Work instructions:
A faithful, complete copy of the records is required.

Dataset records: Begin

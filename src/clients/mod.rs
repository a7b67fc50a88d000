pub mod musixmatch;
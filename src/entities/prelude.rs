pub use super::lookups::Entity as Lookups;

Dataset records: End

Answer area:
filename src/clients/mod.rs
repository a7b67fc50a88d000
pub mod musixmatch;
filename src/entities/prelude.rs
pub use super::lookups::Entity as Lookups;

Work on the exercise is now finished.